Top of Given data
use std::{fs, fs::File, io::ErrorKind, path::Path};

use anyhow::{Context, Result};
use serde::{Deserialize, Serialize};
use symphonia::core::{
    audio::SampleBuffer, codecs::DecoderOptions, errors::Error as SymphoniaError,
    formats::FormatOptions, io::MediaSourceStream, meta::MetadataOptions, probe::Hint,
};
use tracing::{debug, info, instrument, warn};
use uuid::Uuid;

use crate::{
    media::MediaLibrary,
    model::{MediaKind, Project},
    time::{samples_to_seconds, seconds_to_samples},
};

/// Interleaved float samples.
#[derive(Debug, Clone, Serialize, Deserialize, PartialEq)]
pub struct DecodedAudio {
    pub sample_rate: u32,
    pub channels: u16,
    pub samples: Vec<f32>,
}

impl DecodedAudio {
    #[must_use]
    pub fn silent(sample_rate: u32, channels: u16, frames: usize) -> Self {
        Self {
            sample_rate,
            channels,
            samples: vec![0.0; frames * usize::from(channels.max(1))],
        }
    }

    #[must_use]
    pub fn frame_count(&self) -> usize {
        self.samples.len() / usize::from(self.channels.max(1))
    }

    #[must_use]
    pub fn duration_seconds(&self) -> f64 {
        samples_to_seconds(self.frame_count() as u64, self.sample_rate)
    }

    /// Linearly interpolated sample of `channel` at a fractional frame position.
    fn sample_at(&self, position: f64, channel: usize) -> f32 {
        let channels = usize::from(self.channels.max(1));
        let frames = self.frame_count();
        if frames == 0 || position < 0.0 {
            return 0.0;
        }
        let index = position.floor() as usize;
        if index >= frames {
            return 0.0;
        }
        let channel = channel.min(channels - 1);
        let current = self.samples[index * channels + channel];
        let next = if index + 1 < frames {
            self.samples[(index + 1) * channels + channel]
        } else {
            current
        };
        let fraction = (position - index as f64) as f32;
        current + (next - current) * fraction
    }
}

#[instrument(fields(path = %path.display()))]
pub fn decode_audio_file(path: &Path) -> Result<DecodedAudio> {
    let file = File::open(path)
        .with_context(|| format!("failed to open audio file: {}", path.display()))?;
    let source = MediaSourceStream::new(Box::new(file), Default::default());

    let mut hint = Hint::new();
    if let Some(extension) = path.extension().and_then(|value| value.to_str()) {
        hint.with_extension(extension);
    }

    let probed = symphonia::default::get_probe().format(
        &hint,
        source,
        &FormatOptions::default(),
        &MetadataOptions::default(),
    )?;
    let mut format = probed.format;
    let track = format
        .default_track()
        .ok_or_else(|| anyhow::anyhow!("no default audio track found in {}", path.display()))?;
    let track_id = track.id;
    let mut decoder =
        symphonia::default::get_codecs().make(&track.codec_params, &DecoderOptions::default())?;

    let mut sample_rate = track.codec_params.sample_rate.unwrap_or(48_000);
    let mut channels = track
        .codec_params
        .channels
        .map_or(2, |value| value.count() as u16);
    let mut samples = Vec::new();

    loop {
        let packet = match format.next_packet() {
            Ok(packet) => packet,
            Err(SymphoniaError::IoError(error)) if error.kind() == ErrorKind::UnexpectedEof => {
                break;
            }
            Err(SymphoniaError::ResetRequired) => {
                return Err(anyhow::anyhow!(
                    "audio stream reset required for {}",
                    path.display()
                ));
            }
            Err(error) => return Err(error.into()),
        };
        if packet.track_id() != track_id {
            continue;
        }

        let decoded = match decoder.decode(&packet) {
            Ok(decoded) => decoded,
            Err(SymphoniaError::DecodeError(_)) => {
                continue;
            }
            Err(error) => return Err(error.into()),
        };

        let spec = *decoded.spec();
        sample_rate = spec.rate;
        channels = spec.channels.count() as u16;
        let mut buffer = SampleBuffer::<f32>::new(decoded.capacity() as u64, spec);
        buffer.copy_interleaved_ref(decoded);
        samples.extend_from_slice(buffer.samples());
    }

    if samples.is_empty() {
        return Err(anyhow::anyhow!(
            "decoded zero samples from {}",
            path.display()
        ));
    }

    debug!(
        sample_rate,
        channels,
        samples = samples.len(),
        "audio decode complete"
    );

    Ok(DecodedAudio {
        sample_rate,
        channels,
        samples,
    })
}

/// One stretch of source audio scheduled on the timeline.
#[derive(Debug, Clone, PartialEq, Serialize, Deserialize)]
pub struct AudioPlacement {
    pub clip_id: Uuid,
    pub media_id: Uuid,
    /// Timeline second the stretch starts at.
    pub timeline_start: f64,
    /// Source second aligned with `timeline_start`.
    pub source_offset: f64,
    pub duration: f64,
}

/// Audio-bearing clips on unmuted tracks, plus audio media referenced by
/// component inputs, which play for the component clip's span.
#[must_use]
pub fn collect_placements(project: &Project) -> Vec<AudioPlacement> {
    let mut placements = Vec::new();
    for track in project.tracks.iter().filter(|track| !track.muted) {
        for clip in project.clips_on_track(track.id) {
            if clip.kind.carries_audio() {
                placements.push(AudioPlacement {
                    clip_id: clip.id,
                    media_id: clip.media_id,
                    timeline_start: clip.start_time,
                    source_offset: clip.trim_start,
                    duration: clip.duration,
                });
            } else if clip.kind == MediaKind::Component {
                for reference in clip.props.values().filter_map(|value| value.media_ref()) {
                    let Some(media) = project.media_source(reference) else {
                        continue;
                    };
                    if media.kind.carries_audio() {
                        placements.push(AudioPlacement {
                            clip_id: clip.id,
                            media_id: media.id,
                            timeline_start: clip.start_time,
                            source_offset: clip.trim_start,
                            duration: clip.duration,
                        });
                    }
                }
            }
        }
    }
    placements
}

#[derive(Debug, Clone, PartialEq, Serialize, Deserialize)]
pub struct SkippedPlacement {
    pub clip_id: Uuid,
    pub media_id: Uuid,
    pub reason: String,
}

#[derive(Debug, Clone, PartialEq, Serialize, Deserialize)]
pub struct Mixdown {
    pub audio: DecodedAudio,
    pub placements: usize,
    pub skipped: Vec<SkippedPlacement>,
}

/// Renders every placement into one buffer covering the project length.
/// Sources are resampled linearly and mapped onto the output channels; a
/// placement whose audio cannot be loaded is skipped, not fatal.
#[instrument(skip(project, library), fields(project_id = %project.id, sample_rate, channels))]
pub fn mix_project(
    project: &Project,
    library: &dyn MediaLibrary,
    sample_rate: u32,
    channels: u16,
) -> Mixdown {
    let sample_rate = sample_rate.max(1);
    let out_channels = usize::from(channels.max(1));
    let total = seconds_to_samples(project.total_duration(), sample_rate) as usize;
    let mut audio = DecodedAudio::silent(sample_rate, channels.max(1), total);
    let placements = collect_placements(project);
    let mut skipped = Vec::new();
    let mut mixed = 0;

    for placement in &placements {
        let Some(media) = project.media_source(placement.media_id) else {
            continue;
        };
        let source = match library.load_audio(media) {
            Ok(Some(source)) if source.sample_rate > 0 && !source.samples.is_empty() => source,
            Ok(_) => {
                debug!(media_id = %media.id, "media has no audio");
                continue;
            }
            Err(error) => {
                warn!(clip_id = %placement.clip_id, media_id = %media.id, %error, "audio skipped");
                skipped.push(SkippedPlacement {
                    clip_id: placement.clip_id,
                    media_id: media.id,
                    reason: error.to_string(),
                });
                continue;
            }
        };

        let start = seconds_to_samples(placement.timeline_start, sample_rate) as usize;
        let length = seconds_to_samples(placement.duration, sample_rate) as usize;
        let end = (start + length).min(total);
        let ratio = f64::from(source.sample_rate) / f64::from(sample_rate);
        let source_start = placement.source_offset * f64::from(source.sample_rate);
        let source_channels = usize::from(source.channels.max(1));

        for frame in start..end {
            let position = source_start + (frame - start) as f64 * ratio;
            for channel in 0..out_channels {
                let value = if out_channels == 1 && source_channels > 1 {
                    (0..source_channels)
                        .map(|source_channel| source.sample_at(position, source_channel))
                        .sum::<f32>()
                        / source_channels as f32
                } else {
                    source.sample_at(position, channel)
                };
                audio.samples[frame * out_channels + channel] += value;
            }
        }
        mixed += 1;
    }

    for sample in &mut audio.samples {
        *sample = sample.clamp(-1.0, 1.0);
    }

    info!(
        frames = total,
        placements = mixed,
        skipped = skipped.len(),
        "audio mixdown complete"
    );
    Mixdown {
        audio,
        placements: mixed,
        skipped,
    }
}

/// Splits interleaved audio into chunks of `chunk_frames` frames, each with
/// its sample-accurate start time.
pub fn chunks(audio: &DecodedAudio, chunk_frames: usize) -> impl Iterator<Item = (f64, &[f32])> {
    let channels = usize::from(audio.channels.max(1));
    let sample_rate = audio.sample_rate;
    audio
        .samples
        .chunks(chunk_frames.max(1) * channels)
        .enumerate()
        .map(move |(index, chunk)| {
            let first_frame = (index * chunk_frames.max(1)) as u64;
            (samples_to_seconds(first_frame, sample_rate), chunk)
        })
}

#[instrument(skip(audio), fields(path = %path.display(), sample_rate = audio.sample_rate, channels = audio.channels))]
pub fn write_wav(audio: &DecodedAudio, path: &Path) -> Result<()> {
    if let Some(parent) = path.parent() {
        fs::create_dir_all(parent).with_context(|| {
            format!(
                "failed to create wav output directory: {}",
                parent.display()
            )
        })?;
    }

    let spec = hound::WavSpec {
        channels: audio.channels.max(1),
        sample_rate: audio.sample_rate,
        bits_per_sample: 16,
        sample_format: hound::SampleFormat::Int,
    };
    let mut writer = hound::WavWriter::create(path, spec)
        .with_context(|| format!("failed to create wav file: {}", path.display()))?;
    for sample in &audio.samples {
        let quantized = (sample.clamp(-1.0, 1.0) * f32::from(i16::MAX)).round() as i16;
        writer
            .write_sample(quantized)
            .context("failed to write wav sample")?;
    }
    writer.finalize().context("failed to finalize wav file")?;
    info!("wav mixdown written");
    Ok(())
}
/// Clipping shape expressed in the clip's own box: centre and size are
/// fractions of the box, feather and corner radius are box pixels.
#[derive(Debug, Clone, Copy, Serialize, Deserialize, PartialEq)]
#[serde(default)]
pub struct Mask {
    pub shape: MaskShape,
    pub center_x: f64,
    pub center_y: f64,
    pub width: f64,
    pub height: f64,
    pub rotation: f64,
    pub feather: f64,
    pub corner_radius: f64,
    pub inverted: bool,
}

impl Default for Mask {
    fn default() -> Self {
        Self {
            shape: MaskShape::Rectangle,
            center_x: 0.5,
            center_y: 0.5,
            width: 1.0,
            height: 1.0,
            rotation: 0.0,
            feather: 0.0,
            corner_radius: 0.0,
            inverted: false,
        }
    }
}

#[derive(Debug, Clone, Copy, Serialize, Deserialize, PartialEq, Eq, PartialOrd, Ord, Hash)]
#[serde(rename_all = "snake_case")]
pub enum AnimatableProp {
    X,
    Y,
    Scale,
    ScaleX,
    ScaleY,
    Rotation,
    MaskCenterX,
    MaskCenterY,
    MaskWidth,
    MaskHeight,
    MaskFeather,
}

impl AnimatableProp {
    pub const TRANSFORM: [Self; 6] = [
        Self::X,
        Self::Y,
        Self::Scale,
        Self::ScaleX,
        Self::ScaleY,
        Self::Rotation,
    ];

    pub const MASK: [Self; 5] = [
        Self::MaskCenterX,
        Self::MaskCenterY,
        Self::MaskWidth,
        Self::MaskHeight,
        Self::MaskFeather,
    ];

    #[must_use]
    pub const fn is_mask(self) -> bool {
        matches!(
            self,
            Self::MaskCenterX
                | Self::MaskCenterY
                | Self::MaskWidth
                | Self::MaskHeight
                | Self::MaskFeather
        )
    }
}

#[derive(Debug, Clone, Copy, Serialize, Deserialize, PartialEq, Eq, Default)]
#[serde(rename_all = "snake_case")]
pub enum Easing {
    #[default]
    Linear,
    EaseIn,
    EaseOut,
    EaseInOut,
}

#[derive(Debug, Clone, Serialize, Deserialize, PartialEq)]
pub struct Keyframe {
    pub id: Uuid,
    /// Seconds from the clip start.
    pub time: f64,
    pub value: f64,
    /// Curve used towards the following keyframe.
    pub easing: Easing,
}

impl Keyframe {
    #[must_use]
    pub fn new(time: f64, value: f64, easing: Easing) -> Self {
        Self {
            id: Uuid::new_v4(),
            time: time.max(0.0),
            value,
            easing,
        }
    }
}

pub type KeyframeMap = BTreeMap<AnimatableProp, Vec<Keyframe>>;

#[derive(Debug, Clone, Serialize, Deserialize, PartialEq)]
pub struct Clip {
    pub id: Uuid,
    pub track_id: Uuid,
    pub media_id: Uuid,
    pub name: String,
    pub kind: MediaKind,
    pub start_time: f64,
    pub duration: f64,
    pub trim_start: f64,
    pub trim_end: f64,
    pub original_duration: f64,
    #[serde(default)]
    pub transform: Transform,
    #[serde(default, skip_serializing_if = "Option::is_none")]
    pub mask: Option<Mask>,
    #[serde(default, skip_serializing_if = "BTreeMap::is_empty")]
    pub keyframes: KeyframeMap,
    #[serde(default, skip_serializing_if = "BTreeMap::is_empty")]
    pub props: BTreeMap<String, PropValue>,
}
Bottom of Given data
Only a number is needed here: the count of lines above that hold the string "index".

8